Esa divergencia suele responder a flujos: entradas por importación a costa, salidas por oleoducto hacia centros de consumo, o movimientos tácticos de inventario por parte de traders. Por eso Cushing importa tanto: no es solo “stock”, es logística. Una Cushing a la baja tiende a sostener el diferencial del WTI, incluso cuando el agregado nacional pinta excedente. El resultado es un mercado nervioso, más sensible a cuellos de botella que a promedios. “El crudo no se negocia en abstracto: se negocia dónde está y cuándo llega”.
API frente a EIA: la cifra que manda antes de ser oficial
El API es un anticipo privado; la Energy Information Administration (EIA) es el árbitro público. Y, sin embargo, el mercado reacciona primero al rumor cuantificado. El propio esquema semanal explica por qué: el informe oficial se publica los miércoles y se construye con datos de suministro y disposición para la semana cerrada el viernes anterior, con difusión tras las 10:30 (hora del Este).
Esa ventana crea un terreno perfecto para el “posicionamiento”. Si el API marca un salto como el de 6,1 millones, muchos ajustan exposición antes de conocer la confirmación. Cuando el miércoles la EIA corrige a la baja, llega el latigazo; cuando lo confirma, llega la resignación. Lo más grave es que el mercado no premia la precisión: premia la sorpresa.
El efecto macro: inflación energética, tipos y un suelo psicológico en precios
Un incremento de inventarios suele enfriar precios, pero el contexto de 2026 es más complejo. La EIA, en su escenario de corto plazo, asume que unas existencias estadounidenses “por encima de la media” pueden suavizar parte de la presión alcista del WTI frente al Brent, incluso en un entorno de disrupciones.

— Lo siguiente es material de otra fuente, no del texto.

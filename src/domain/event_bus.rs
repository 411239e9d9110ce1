//! Event delivery contracts.

use async_trait::async_trait;

use crate::domain::events::DomainEvent;
use crate::error::AppError;

/// Publishes domain events for asynchronous handling.
///
/// Delivery is at-least-once; handlers must tolerate re-delivery.
#[cfg_attr(test, mockall::automock)]
#[async_trait]
pub trait EventBus: Send + Sync {
    /// Hands the event to the delivery mechanism. Returns once the event is
    /// queued, not once it has been handled.
    ///
    /// # Errors
    ///
    /// Returns [`AppError::Internal`] if the bus is shut down.
    async fn publish(&self, event: DomainEvent) -> Result<(), AppError>;
}

/// Reacts to one or more kinds of [`DomainEvent`].
///
/// Handlers run detached from the request that produced the event, possibly
/// concurrently with each other and out of order. A handler must treat a
/// missing target row as a no-op. Returning an error asks the delivery
/// mechanism to retry.
#[cfg_attr(test, mockall::automock)]
#[async_trait]
pub trait EventHandler: Send + Sync {
    /// Short name used in logs and metrics.
    fn name(&self) -> &'static str;

    async fn handle(&self, event: &DomainEvent) -> Result<(), AppError>;
}
//! Errors raised by value types and aggregate lifecycle methods.

use thiserror::Error;

use crate::domain::entities::ShortUrlId;

#[derive(Debug, Clone, PartialEq, Eq, Error)]
pub enum DomainError {
    /// The URL is empty, too long, or not an `http(s)://host` URL.
    #[error("Invalid URL: {0}")]
    InvalidUrl(String),

    /// The short code is not 6-7 Base62 characters.
    #[error("Invalid short code: {0}")]
    InvalidShortCode(String),

    /// Regeneration was requested past the last permitted attempt.
    #[error("Short code generation exhausted at attempt {attempt}")]
    GenerationExhausted { attempt: u32 },

    /// `soft_delete` was called on a short URL that is already deleted.
    #[error("Short URL {id} is already deleted")]
    AlreadyDeleted { id: ShortUrlId },
}
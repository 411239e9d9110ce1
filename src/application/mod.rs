//! Application layer: orchestration on top of the domain contracts.
//!
//! - [`CacheAsideStore`] - Cache-aside decorator for the short URL store
//! - [`services::ShortUrlService`] - Create, resolve and delete short URLs
//! - [`services::StatsService`] - Statistics and visit history reads
//! - [`handlers`] - Event handlers for visit counting, visit logging and
//!   statistics cleanup

mod cache_aside_store;
pub mod handlers;
pub mod services;

pub use cache_aside_store::CacheAsideStore;
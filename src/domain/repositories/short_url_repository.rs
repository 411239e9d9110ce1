//! Repository trait for short URL data access.

use crate::domain::entities::{ShortUrl, ShortUrlId, Statistics};
use crate::domain::value_objects::{OriginalUrl, ShortCode};
use crate::error::AppError;
use async_trait::async_trait;

/// Repository interface for the [`ShortUrl`] aggregate.
///
/// The durable store is the source of truth. It must enforce uniqueness of
/// `short_code` at the storage level: `exists_by_short_code` followed by
/// `save` is a check-then-act race on its own, and the constraint is what
/// makes it safe.
///
/// # Implementations
///
/// - [`crate::infrastructure::persistence::PgShortUrlRepository`] - PostgreSQL implementation
/// - [`crate::infrastructure::persistence::InMemoryShortUrlRepository`] - In-process implementation
/// - [`crate::application::CacheAsideStore`] - Cache-fronted decorator over either
/// - Test mocks available with `cfg(test)`
#[cfg_attr(test, mockall::automock)]
#[async_trait]
pub trait ShortUrlRepository: Send + Sync {
    /// Finds a short URL by code, deleted or not.
    ///
    /// # Errors
    ///
    /// Returns [`AppError::Internal`] on storage errors.
    async fn find_by_short_code(&self, code: &ShortCode) -> Result<Option<ShortUrl>, AppError>;

    /// Finds the live (non-deleted) short URL for an original URL.
    ///
    /// Used to avoid creating a second code for the same URL.
    ///
    /// # Errors
    ///
    /// Returns [`AppError::Internal`] on storage errors.
    async fn find_by_original_url(&self, url: &OriginalUrl)
    -> Result<Option<ShortUrl>, AppError>;

    /// Reports whether any short URL, deleted or not, holds `code`.
    ///
    /// # Errors
    ///
    /// Returns [`AppError::Internal`] on storage errors.
    async fn exists_by_short_code(&self, code: &ShortCode) -> Result<bool, AppError>;

    /// # Errors
    ///
    /// Returns [`AppError::Internal`] on storage errors.
    async fn find_by_id(&self, id: ShortUrlId) -> Result<Option<ShortUrl>, AppError>;

    /// Inserts a new short URL together with its statistics row.
    ///
    /// Both rows are written in one durable unit: either both exist
    /// afterwards or neither does.
    ///
    /// # Errors
    ///
    /// Returns [`AppError::Conflict`] if another short URL already holds the
    /// same short code.
    /// Returns [`AppError::Internal`] on storage errors.
    async fn create_with_statistics(
        &self,
        short_url: &ShortUrl,
        statistics: &Statistics,
    ) -> Result<ShortUrl, AppError>;

    /// Inserts a new short URL or updates an existing one (matched by id).
    ///
    /// Only `deleted_at` is mutable after insertion, and only once: a stored
    /// row that is already deleted is never overwritten.
    ///
    /// # Errors
    ///
    /// Returns [`AppError::Conflict`] if another short URL already holds the
    /// same short code, or if the stored row is already deleted.
    /// Returns [`AppError::Internal`] on storage errors.
    async fn save(&self, short_url: &ShortUrl) -> Result<ShortUrl, AppError>;
}
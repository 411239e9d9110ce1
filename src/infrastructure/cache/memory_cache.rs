//! In-process cache backed by a concurrent map.

use super::service::{CacheResult, CacheService};
use crate::domain::entities::ShortUrl;
use async_trait::async_trait;
use dashmap::DashMap;
use std::sync::{Arc, Weak};
use std::time::{Duration, Instant};
use tokio::task::JoinHandle;
use tokio::time::MissedTickBehavior;
use tracing::{debug, info};

#[derive(Debug, Clone)]
struct Entry {
    short_url: ShortUrl,
    expires_at: Instant,
}

/// Thread-safe in-memory cache mapping short code -> snapshot.
///
/// Backed by a `DashMap` so reads are concurrent. Expired entries are dropped
/// on lookup and by [`MemoryCache::purge_expired`], which
/// [`MemoryCache::spawn_sweeper`] runs periodically. Used when Redis is not
/// configured and in tests.
#[derive(Debug, Clone)]
pub struct MemoryCache {
    inner: Arc<DashMap<String, Entry>>,
    default_ttl: Duration,
}

impl MemoryCache {
    pub fn new(default_ttl_seconds: u64) -> Self {
        Self {
            inner: Arc::new(DashMap::new()),
            default_ttl: Duration::from_secs(default_ttl_seconds),
        }
    }

    /// Number of entries currently cached, including expired ones not yet
    /// dropped.
    pub fn len(&self) -> usize {
        self.inner.len()
    }

    pub fn is_empty(&self) -> bool {
        self.inner.is_empty()
    }

    pub fn contains(&self, short_code: &str) -> bool {
        self.inner
            .get(short_code)
            .is_some_and(|e| e.expires_at > Instant::now())
    }

    /// Drops every expired entry and returns how many were removed.
    pub fn purge_expired(&self) -> usize {
        purge(&self.inner)
    }

    /// Spawns a task purging expired entries every `every`.
    ///
    /// The task holds only a weak reference and exits once the last clone of
    /// the cache is dropped.
    pub fn spawn_sweeper(&self, every: Duration) -> JoinHandle<()> {
        let inner: Weak<DashMap<String, Entry>> = Arc::downgrade(&self.inner);

        tokio::spawn(async move {
            info!(interval_ms = every.as_millis() as u64, "Cache sweeper started");

            let mut interval = tokio::time::interval(every);
            interval.set_missed_tick_behavior(MissedTickBehavior::Skip);

            loop {
                interval.tick().await;

                let Some(map) = inner.upgrade() else {
                    debug!("Cache dropped, sweeper exiting");
                    return;
                };
                let removed = purge(&map);
                if removed > 0 {
                    debug!(removed, remaining = map.len(), "Cache sweep");
                }
            }
        })
    }
}

fn purge(map: &DashMap<String, Entry>) -> usize {
    let now = Instant::now();
    let before = map.len();
    map.retain(|_, e| e.expires_at > now);
    before.saturating_sub(map.len())
}

impl Default for MemoryCache {
    fn default() -> Self {
        Self::new(3600)
    }
}

#[async_trait]
impl CacheService for MemoryCache {
    async fn get(&self, short_code: &str) -> CacheResult<Option<ShortUrl>> {
        let now = Instant::now();

        if let Some(entry) = self.inner.get(short_code) {
            if entry.expires_at > now {
                debug!(short_code, "Cache HIT");
                return Ok(Some(entry.short_url.clone()));
            }
        } else {
            debug!(short_code, "Cache MISS");
            return Ok(None);
        }

        self.inner.remove_if(short_code, |_, e| e.expires_at <= now);
        debug!(short_code, "Cache EXPIRED");
        Ok(None)
    }

    async fn put(&self, short_url: &ShortUrl, ttl_seconds: Option<u64>) -> CacheResult<()> {
        let ttl = ttl_seconds.map_or(self.default_ttl, Duration::from_secs);
        self.inner.insert(
            short_url.short_code().as_str().to_string(),
            Entry {
                short_url: short_url.clone(),
                expires_at: Instant::now() + ttl,
            },
        );
        debug!(short_code = %short_url.short_code(), ttl_seconds = ttl.as_secs(), "Cache SET");
        Ok(())
    }

    async fn evict(&self, short_code: &str) -> CacheResult<()> {
        if self.inner.remove(short_code).is_some() {
            debug!(short_code, "Cache INVALIDATE");
        }
        Ok(())
    }

    async fn health_check(&self) -> bool {
        true
    }
}
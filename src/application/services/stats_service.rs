//! Read side of the visit lifecycle.

use std::sync::Arc;

use serde_json::json;

use crate::domain::entities::{ShortUrlId, Statistics, VisitLog};
use crate::domain::repositories::{StatisticsRepository, VisitLogRepository};
use crate::error::AppError;

/// Exposes counters and visit history for a short URL.
///
/// Counters live in Statistics and disappear with the short URL. Visit logs
/// are an audit trail and remain readable after deletion.
pub struct StatsService<S: StatisticsRepository, V: VisitLogRepository> {
    statistics: Arc<S>,
    visit_logs: Arc<V>,
}

impl<S: StatisticsRepository, V: VisitLogRepository> StatsService<S, V> {
    pub fn new(statistics: Arc<S>, visit_logs: Arc<V>) -> Self {
        Self {
            statistics,
            visit_logs,
        }
    }

    /// Returns the Statistics of a live short URL.
    ///
    /// # Errors
    ///
    /// Returns [`AppError::NotFound`] if the short URL never existed or has
    /// been deleted and its statistics cleaned up.
    pub async fn statistics_for(&self, short_url_id: ShortUrlId) -> Result<Statistics, AppError> {
        self.statistics
            .find_by_short_url_id(short_url_id)
            .await?
            .ok_or_else(|| {
                AppError::not_found(
                    "Statistics not found",
                    json!({ "short_url_id": short_url_id.to_string() }),
                )
            })
    }

    /// Recorded visits, most recent first.
    pub async fn visit_history(&self, short_url_id: ShortUrlId) -> Result<Vec<VisitLog>, AppError> {
        self.visit_logs.find_by_short_url_id(short_url_id).await
    }

    /// Number of recorded visits, counted from the visit logs.
    pub async fn visit_count(&self, short_url_id: ShortUrlId) -> Result<u64, AppError> {
        self.visit_logs.count_by_short_url_id(short_url_id).await
    }
}
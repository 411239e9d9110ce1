//! Utility functions for short code generation.
//!
//! - [`base62`] - Base62 encoding of 64-bit values
//! - [`code_generator`] - Deterministic hash-based code derivation with collision rounds

pub mod base62;
pub mod code_generator;
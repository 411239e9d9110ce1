//! Base62 encoding over the alphabet `[0-9a-zA-Z]`.

const ALPHABET: &[u8; 62] = b"0123456789abcdefghijklmnopqrstuvwxyzABCDEFGHIJKLMNOPQRSTUVWXYZ";

/// Number of Base62 digits needed for any `u64`.
pub const U64_WIDTH: usize = 11;

/// Encodes `value` without leading zeros (`0` encodes as `"0"`).
pub fn encode(mut value: u64) -> String {
    if value == 0 {
        return "0".to_string();
    }

    let mut digits = Vec::with_capacity(U64_WIDTH);
    while value > 0 {
        digits.push(ALPHABET[(value % 62) as usize]);
        value /= 62;
    }
    digits.reverse();

    digits.into_iter().map(char::from).collect()
}

/// Encodes `value` left-padded with `'0'` to exactly [`U64_WIDTH`] digits.
pub fn encode_padded(value: u64) -> String {
    format!("{:0>width$}", encode(value), width = U64_WIDTH)
}
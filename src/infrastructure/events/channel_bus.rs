//! Channel-backed event bus.

use async_trait::async_trait;
use serde_json::json;
use tokio::sync::mpsc;
use tracing::debug;

use crate::domain::event_bus::EventBus;
use crate::domain::events::DomainEvent;
use crate::error::AppError;

/// [`EventBus`] that queues events on a bounded `mpsc` channel.
///
/// Publishing only waits for queue space, never for handlers, so the caller
/// is decoupled from statistics and visit-log persistence. The receiving end
/// is drained by [`super::EventDispatcher::run`].
#[derive(Clone)]
pub struct ChannelEventBus {
    sender: mpsc::Sender<DomainEvent>,
}

impl ChannelEventBus {
    /// Creates a bus and the receiver to hand to the dispatcher.
    pub fn new(capacity: usize) -> (Self, mpsc::Receiver<DomainEvent>) {
        let (sender, receiver) = mpsc::channel(capacity);
        (Self { sender }, receiver)
    }

    /// Events currently waiting for the dispatcher.
    pub fn queued(&self) -> usize {
        self.sender.max_capacity() - self.sender.capacity()
    }
}

#[async_trait]
impl EventBus for ChannelEventBus {
    async fn publish(&self, event: DomainEvent) -> Result<(), AppError> {
        let kind = event.kind().as_str();

        self.sender.send(event).await.map_err(|_| {
            AppError::internal("Event bus is closed", json!({ "event": kind }))
        })?;

        debug!(event = kind, "Event published");
        metrics::counter!("events_published_total", "event" => kind).increment(1);
        Ok(())
    }
}
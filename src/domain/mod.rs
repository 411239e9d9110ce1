//! Domain layer containing value types, aggregates, events and repository
//! contracts.
//!
//! The domain layer has no dependencies on infrastructure: repository and
//! event-bus traits define the contracts implemented in
//! [`crate::infrastructure`].
//!
//! # Architecture
//!
//! - [`value_objects`] - [`value_objects::OriginalUrl`] and [`value_objects::ShortCode`]
//! - [`specification`] - The shared URL format rule
//! - [`entities`] - `ShortUrl`, `Statistics` and `VisitLog` aggregates
//! - [`events`] - Visit and deletion events
//! - [`event_bus`] - Publishing and handling contracts
//! - [`repositories`] - Durable store contracts
//!
//! # Lifecycle Flow
//!
//! 1. A redirect resolves a live `ShortUrl` and publishes [`events::UrlVisitedEvent`]
//! 2. Handlers increment `Statistics` and append a `VisitLog`, detached from the request
//! 3. Deleting soft-deletes the `ShortUrl` and publishes [`events::ShortUrlDeletedEvent`]
//! 4. A handler hard-deletes the `Statistics`; `VisitLog` rows stay

pub mod entities;
pub mod error;
pub mod event_bus;
pub mod events;
pub mod repositories;
pub mod specification;
pub mod value_objects;

pub use error::DomainError;
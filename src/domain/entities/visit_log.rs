//! VisitLog entity representing a single resolved redirect.

use chrono::{DateTime, Utc};
use serde::{Deserialize, Serialize};

use super::ids::{ShortUrlId, VisitLogId};

/// One visit to a short URL.
///
/// An independent, append-only aggregate: it is never updated and is kept
/// when its short URL is deleted. Client metadata is optional to handle
/// missing headers gracefully.
#[derive(Debug, Clone, PartialEq, Eq, Serialize, Deserialize)]
pub struct VisitLog {
    id: VisitLogId,
    short_url_id: ShortUrlId,
    visited_at: DateTime<Utc>,
    ip_address: Option<String>,
    user_agent: Option<String>,
}

impl VisitLog {
    /// Records a visit happening now.
    pub fn create(
        short_url_id: ShortUrlId,
        ip_address: Option<String>,
        user_agent: Option<String>,
    ) -> Self {
        Self::create_at(short_url_id, Utc::now(), ip_address, user_agent)
    }

    /// Records a visit that happened at `visited_at`.
    pub fn create_at(
        short_url_id: ShortUrlId,
        visited_at: DateTime<Utc>,
        ip_address: Option<String>,
        user_agent: Option<String>,
    ) -> Self {
        Self::create_with_id(
            VisitLogId::new(),
            short_url_id,
            visited_at,
            ip_address,
            user_agent,
        )
    }

    /// Records a visit under an id chosen by the caller, typically the id
    /// carried by the visit event.
    pub fn create_with_id(
        id: VisitLogId,
        short_url_id: ShortUrlId,
        visited_at: DateTime<Utc>,
        ip_address: Option<String>,
        user_agent: Option<String>,
    ) -> Self {
        Self {
            id,
            short_url_id,
            visited_at,
            ip_address: ip_address.filter(|s| !s.is_empty()),
            user_agent: user_agent.filter(|s| !s.is_empty()),
        }
    }

    pub fn restore(
        id: VisitLogId,
        short_url_id: ShortUrlId,
        visited_at: DateTime<Utc>,
        ip_address: Option<String>,
        user_agent: Option<String>,
    ) -> Self {
        Self {
            id,
            short_url_id,
            visited_at,
            ip_address,
            user_agent,
        }
    }

    pub fn id(&self) -> VisitLogId {
        self.id
    }

    pub fn short_url_id(&self) -> ShortUrlId {
        self.short_url_id
    }

    pub fn visited_at(&self) -> DateTime<Utc> {
        self.visited_at
    }

    pub fn ip_address(&self) -> Option<&str> {
        self.ip_address.as_deref()
    }

    pub fn user_agent(&self) -> Option<&str> {
        self.user_agent.as_deref()
    }
}
//! Aggregates of the short URL lifecycle.
//!
//! # Entity Types
//!
//! - [`ShortUrl`] - Aggregate root mapping an original URL to a short code
//! - [`Statistics`] - Visit counter owned 1:1 by a short URL
//! - [`VisitLog`] - Append-only record of a single visit, independent of the
//!   short URL's lifecycle
//!
//! Each aggregate has a typed identifier (see [`ids`]) so ids of different
//! aggregates cannot be mixed up at call sites.

pub mod ids;
pub mod short_url;
pub mod statistics;
pub mod visit_log;

pub use ids::{ShortUrlId, StatisticsId, VisitLogId};
pub use short_url::{LifecycleState, ShortUrl};
pub use statistics::Statistics;
pub use visit_log::VisitLog;
//! Cache-aside decorator over a durable short URL store.

use async_trait::async_trait;
use std::sync::Arc;
use tracing::{debug, warn};

use crate::domain::entities::{ShortUrl, ShortUrlId, Statistics};
use crate::domain::repositories::ShortUrlRepository;
use crate::domain::value_objects::{OriginalUrl, ShortCode};
use crate::error::AppError;
use crate::infrastructure::cache::CacheService;

/// Fronts a durable [`ShortUrlRepository`] with a [`CacheService`].
///
/// # Contract
///
/// - `find_by_short_code` is look-aside: cache first, durable store on miss,
///   and a live result read from the store is written back to the cache.
///   Misses are never cached, so a code created a moment later is visible at
///   once.
/// - `save` and `create_with_statistics` are write-through: the durable write
///   happens first, then the cache entry for the code is refreshed (live) or
///   evicted (soft-deleted). A new code is cached only once its statistics
///   row is committed.
/// - `exists_by_short_code`, `find_by_original_url` and `find_by_id` always
///   read the durable store. A uniqueness check must never trust the cache,
///   because an evicted entry would read as "free".
///
/// Cache failures are logged and treated as misses; the durable store wins
/// any disagreement.
pub struct CacheAsideStore<R: ShortUrlRepository> {
    store: Arc<R>,
    cache: Arc<dyn CacheService>,
    ttl_seconds: Option<u64>,
}

impl<R: ShortUrlRepository> CacheAsideStore<R> {
    pub fn new(store: Arc<R>, cache: Arc<dyn CacheService>) -> Self {
        Self {
            store,
            cache,
            ttl_seconds: None,
        }
    }

    /// Overrides the cache backend's default TTL for entries written here.
    pub fn with_ttl(mut self, ttl_seconds: u64) -> Self {
        self.ttl_seconds = Some(ttl_seconds);
        self
    }

    pub fn cache(&self) -> &Arc<dyn CacheService> {
        &self.cache
    }

    async fn cached(&self, code: &ShortCode) -> Option<ShortUrl> {
        match self.cache.get(code.as_str()).await {
            Ok(Some(short_url)) if short_url.short_code() == code && !short_url.is_deleted() => {
                Some(short_url)
            }
            Ok(Some(_)) => {
                warn!(short_code = %code, "Evicting stale cache entry");
                self.evict(code).await;
                None
            }
            Ok(None) => None,
            Err(e) => {
                warn!(short_code = %code, error = %e, "Cache read failed, falling back to store");
                None
            }
        }
    }

    async fn populate(&self, short_url: &ShortUrl) {
        if let Err(e) = self.cache.put(short_url, self.ttl_seconds).await {
            warn!(short_code = %short_url.short_code(), error = %e, "Failed to cache short URL");
        }
    }

    async fn evict(&self, code: &ShortCode) {
        if let Err(e) = self.cache.evict(code.as_str()).await {
            warn!(short_code = %code, error = %e, "Failed to evict short URL from cache");
        }
    }
}

#[async_trait]
impl<R: ShortUrlRepository> ShortUrlRepository for CacheAsideStore<R> {
    async fn find_by_short_code(&self, code: &ShortCode) -> Result<Option<ShortUrl>, AppError> {
        if let Some(short_url) = self.cached(code).await {
            debug!(short_code = %code, "Cache HIT");
            metrics::counter!("cache_hits_total").increment(1);
            return Ok(Some(short_url));
        }

        debug!(short_code = %code, "Cache MISS");
        metrics::counter!("cache_misses_total").increment(1);

        let found = self.store.find_by_short_code(code).await?;
        if let Some(short_url) = &found
            && !short_url.is_deleted()
        {
            self.populate(short_url).await;
        }

        Ok(found)
    }

    async fn find_by_original_url(
        &self,
        url: &OriginalUrl,
    ) -> Result<Option<ShortUrl>, AppError> {
        self.store.find_by_original_url(url).await
    }

    async fn exists_by_short_code(&self, code: &ShortCode) -> Result<bool, AppError> {
        self.store.exists_by_short_code(code).await
    }

    async fn find_by_id(&self, id: ShortUrlId) -> Result<Option<ShortUrl>, AppError> {
        self.store.find_by_id(id).await
    }

    async fn create_with_statistics(
        &self,
        short_url: &ShortUrl,
        statistics: &Statistics,
    ) -> Result<ShortUrl, AppError> {
        let created = self
            .store
            .create_with_statistics(short_url, statistics)
            .await?;
        self.populate(&created).await;
        Ok(created)
    }

    async fn save(&self, short_url: &ShortUrl) -> Result<ShortUrl, AppError> {
        let saved = self.store.save(short_url).await?;

        if saved.is_deleted() {
            self.evict(saved.short_code()).await;
        } else {
            self.populate(&saved).await;
        }

        Ok(saved)
    }
}

#[cfg(test)]
mod tests {
    use super::*;
    use crate::domain::entities::StatisticsId;
    use crate::domain::repositories::MockShortUrlRepository;
    use crate::infrastructure::cache::{CacheError, MemoryCache, MockCacheService};

    fn sample() -> ShortUrl {
        ShortUrl::create(
            OriginalUrl::parse("https://example.com/path").unwrap(),
            ShortCode::parse("abc1234").unwrap(),
            StatisticsId::new(),
        )
    }

    fn code() -> ShortCode {
        ShortCode::parse("abc1234").unwrap()
    }

    #[tokio::test]
    async fn test_find_after_save_is_served_from_cache() {
        let mut mock_repo = MockShortUrlRepository::new();
        let short_url = sample();
        let saved = short_url.clone();

        mock_repo
            .expect_save()
            .times(1)
            .returning(move |_| Ok(saved.clone()));
        mock_repo.expect_find_by_short_code().times(0);

        let cache = Arc::new(MemoryCache::default());
        let store = CacheAsideStore::new(Arc::new(mock_repo), cache.clone());

        store.save(&short_url).await.unwrap();
        let found = store.find_by_short_code(&code()).await.unwrap();

        assert_eq!(found, Some(short_url));
    }

    #[tokio::test]
    async fn test_miss_reads_store_and_populates_cache() {
        let mut mock_repo = MockShortUrlRepository::new();
        let short_url = sample();
        let from_store = short_url.clone();

        mock_repo
            .expect_find_by_short_code()
            .times(1)
            .returning(move |_| Ok(Some(from_store.clone())));

        let cache = Arc::new(MemoryCache::default());
        let store = CacheAsideStore::new(Arc::new(mock_repo), cache.clone());

        let first = store.find_by_short_code(&code()).await.unwrap();
        let second = store.find_by_short_code(&code()).await.unwrap();

        assert_eq!(first, Some(short_url.clone()));
        assert_eq!(second, Some(short_url));
        assert!(cache.contains("abc1234"));
    }

    #[tokio::test]
    async fn test_store_miss_is_not_cached() {
        let mut mock_repo = MockShortUrlRepository::new();
        let short_url = sample();
        let created = short_url.clone();
        let mut calls = 0;

        mock_repo
            .expect_find_by_short_code()
            .times(2)
            .returning(move |_| {
                calls += 1;
                if calls == 1 {
                    Ok(None)
                } else {
                    Ok(Some(created.clone()))
                }
            });

        let cache = Arc::new(MemoryCache::default());
        let store = CacheAsideStore::new(Arc::new(mock_repo), cache.clone());

        assert!(store.find_by_short_code(&code()).await.unwrap().is_none());
        assert!(cache.is_empty());
        assert_eq!(
            store.find_by_short_code(&code()).await.unwrap(),
            Some(short_url)
        );
    }

    #[tokio::test]
    async fn test_saving_deleted_evicts() {
        let mut mock_repo = MockShortUrlRepository::new();
        let mut short_url = sample();

        mock_repo.expect_save().returning(|s| Ok(s.clone()));

        let cache = Arc::new(MemoryCache::default());
        let store = CacheAsideStore::new(Arc::new(mock_repo), cache.clone());

        store.save(&short_url).await.unwrap();
        assert!(cache.contains("abc1234"));

        short_url.soft_delete().unwrap();
        store.save(&short_url).await.unwrap();

        assert!(!cache.contains("abc1234"));
    }

    #[tokio::test]
    async fn test_deleted_row_from_store_is_returned_but_not_cached() {
        let mut mock_repo = MockShortUrlRepository::new();
        let mut short_url = sample();
        short_url.soft_delete().unwrap();
        let from_store = short_url.clone();

        mock_repo
            .expect_find_by_short_code()
            .returning(move |_| Ok(Some(from_store.clone())));

        let cache = Arc::new(MemoryCache::default());
        let store = CacheAsideStore::new(Arc::new(mock_repo), cache.clone());

        let found = store.find_by_short_code(&code()).await.unwrap().unwrap();

        assert!(found.is_deleted());
        assert!(cache.is_empty());
    }

    #[tokio::test]
    async fn test_failed_create_is_not_cached() {
        let mut mock_repo = MockShortUrlRepository::new();
        mock_repo
            .expect_create_with_statistics()
            .times(1)
            .returning(|_, _| Err(AppError::internal("Database error", serde_json::json!({}))));

        let cache = Arc::new(MemoryCache::default());
        let store = CacheAsideStore::new(Arc::new(mock_repo), cache.clone());
        let short_url = sample();
        let statistics = Statistics::create_with_id(short_url.statistics_id(), short_url.id());

        let result = store.create_with_statistics(&short_url, &statistics).await;

        assert!(matches!(result, Err(AppError::Internal { .. })));
        assert!(cache.is_empty());
    }

    #[tokio::test]
    async fn test_create_populates_cache() {
        let mut mock_repo = MockShortUrlRepository::new();
        mock_repo
            .expect_create_with_statistics()
            .times(1)
            .returning(|s, _| Ok(s.clone()));

        let cache = Arc::new(MemoryCache::default());
        let store = CacheAsideStore::new(Arc::new(mock_repo), cache.clone());
        let short_url = sample();
        let statistics = Statistics::create_with_id(short_url.statistics_id(), short_url.id());

        store
            .create_with_statistics(&short_url, &statistics)
            .await
            .unwrap();

        assert!(cache.contains("abc1234"));
    }

    #[tokio::test]
    async fn test_exists_never_consults_cache() {
        let mut mock_repo = MockShortUrlRepository::new();
        mock_repo
            .expect_exists_by_short_code()
            .times(1)
            .returning(|_| Ok(false));

        let mut mock_cache = MockCacheService::new();
        mock_cache.expect_get().times(0);

        let store = CacheAsideStore::new(Arc::new(mock_repo), Arc::new(mock_cache));

        assert!(!store.exists_by_short_code(&code()).await.unwrap());
    }

    #[tokio::test]
    async fn test_cache_error_falls_back_to_store() {
        let mut mock_repo = MockShortUrlRepository::new();
        let short_url = sample();
        let from_store = short_url.clone();
        mock_repo
            .expect_find_by_short_code()
            .times(1)
            .returning(move |_| Ok(Some(from_store.clone())));

        let mut mock_cache = MockCacheService::new();
        mock_cache
            .expect_get()
            .returning(|_| Err(CacheError::ConnectionError("down".to_string())));
        mock_cache.expect_put().returning(|_, _| Ok(()));

        let store = CacheAsideStore::new(Arc::new(mock_repo), Arc::new(mock_cache));

        assert_eq!(
            store.find_by_short_code(&code()).await.unwrap(),
            Some(short_url)
        );
    }

    #[tokio::test]
    async fn test_store_error_on_save_leaves_cache_untouched() {
        let mut mock_repo = MockShortUrlRepository::new();
        mock_repo
            .expect_save()
            .returning(|_| Err(AppError::conflict("Unique constraint violation", serde_json::json!({}))));

        let cache = Arc::new(MemoryCache::default());
        let store = CacheAsideStore::new(Arc::new(mock_repo), cache.clone());

        let result = store.save(&sample()).await;

        assert!(result.unwrap_err().is_conflict());
        assert!(cache.is_empty());
    }
}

Aun así, el impacto inmediato se traslada a inflación y política monetaria por la vía del surtidor. La propia EIA proyecta precios minoristas en torno a 4,30 dólares por galón para la gasolina en abril y más de 5,80 para el diésel, con el crudo explicando cerca de la mitad del precio final.
De ahí la paradoja: un dato bajista de inventarios puede ser solo un respiro técnico si el mercado percibe riesgos geopolíticos o restricciones logísticas. Y cuando el petróleo ronda umbrales psicológicos, el “ruido” semanal puede amplificarse.
Qué mira ahora el mercado: confirmación, refino y el pulso de la demanda
La siguiente pantalla es el informe de la EIA. Si el dato oficial valida un aumento cercano al del API, el mercado interpretará que el sistema está absorbiendo peor el crudo entrante, ya sea por menor consumo o por ajustes de refinería. Si, por el contrario, la EIA suaviza el salto, el episodio quedará como una sobrerreacción de baja calidad estadística. En ambos casos, la clave no será el titular, sino las tripas: importaciones, utilización de refinerías y “products supplied”, el proxy de demanda.
En el corto plazo, la lectura más operativa es clara: crudo arriba, gasolina arriba y destilados abajo es una mezcla que obliga a vigilar márgenes y rotación de inventarios. Porque cuando el barril deja de contar una historia coherente, el mercado suele escribir la suya… con volatilidad.